* [RECORDED DATA]

//! Platform configuration and data paths
//!
//! Uses the directories crate for platform-appropriate locations:
//! - Linux: `~/.config/runwright/`, `~/.local/share/runwright/`
//! - macOS: `~/Library/Application Support/runwright/`
//! - Windows: `%APPDATA%\runwright\`

use std::io;
use std::path::{Path, PathBuf};

/// Name used for the project directories
const APP_NAME: &str = "runwright";

fn project_dirs() -> Option<directories::ProjectDirs> {
    directories::ProjectDirs::from("", "", APP_NAME)
}

/// Get the configuration directory path
pub fn config_dir() -> Option<PathBuf> {
    project_dirs().map(|dirs| dirs.config_dir().to_path_buf())
}

/// Get the path to the configuration file
pub fn config_path() -> Option<PathBuf> {
    config_dir().map(|dir| dir.join("config.toml"))
}

/// Get the path to the log directory
pub fn log_dir() -> Option<PathBuf> {
    project_dirs().map(|dirs| dirs.data_dir().join("logs"))
}

/// Default directory for failure screenshots and JSON reports
pub fn artifacts_dir() -> Option<PathBuf> {
    project_dirs().map(|dirs| dirs.data_dir().join("artifacts"))
}

/// Create a directory (and parents) if it does not exist yet
pub fn ensure_dir(dir: &Path) -> io::Result<PathBuf> {
    if !dir.exists() {
        std::fs::create_dir_all(dir)?;
    }
    Ok(dir.to_path_buf())
}

/// Turn a test id into something safe to use as a file name
pub fn sanitize_file_name(name: &str) -> String {
    name.chars()
        .map(|c| {
            if c.is_ascii_alphanumeric() || c == '-' || c == '_' || c == '.' {
                c
            } else {
                '_'
            }
        })
        .collect()
}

* [ASSIGNMENT]
Only an exact copy of the entries above will do.

* [WRITTEN RESPONSE]
//! Platform configuration and data paths
//!
//! Uses the directories crate for platform-appropriate locations:
//! - Linux: `~/.config/runwright/`, `~/.local/share/runwright/`
//! - macOS: `~/Library/Application Support/runwright/`
//! - Windows: `%APPDATA%\runwright\`

use std::io;
use std::path::{Path, PathBuf};

/// Name used for the project directories
const APP_NAME: &str = "runwright";

fn project_dirs() -> Option<directories::ProjectDirs> {
    directories::ProjectDirs::from("", "", APP_NAME)
}

/// Get the configuration directory path
pub fn config_dir() -> Option<PathBuf> {
    project_dirs().map(|dirs| dirs.config_dir().to_path_buf())
}

/// Get the path to the configuration file
pub fn config_path() -> Option<PathBuf> {
    config_dir().map(|dir| dir.join("config.toml"))
}

/// Get the path to the log directory
pub fn log_dir() -> Option<PathBuf> {
    project_dirs().map(|dirs| dirs.data_dir().join("logs"))
}

/// Default directory for failure screenshots and JSON reports
pub fn artifacts_dir() -> Option<PathBuf> {
    project_dirs().map(|dirs| dirs.data_dir().join("artifacts"))
}

/// Create a directory (and parents) if it does not exist yet
pub fn ensure_dir(dir: &Path) -> io::Result<PathBuf> {
    if !dir.exists() {
        std::fs::create_dir_all(dir)?;
    }
    Ok(dir.to_path_buf())
}

/// Turn a test id into something safe to use as a file name
pub fn sanitize_file_name(name: &str) -> String {
    name.chars()
        .map(|c| {
            if c.is_ascii_alphanumeric() || c == '-' || c == '_' || c == '.' {
                c
            } else {
                '_'
            }
        })
        .collect()
}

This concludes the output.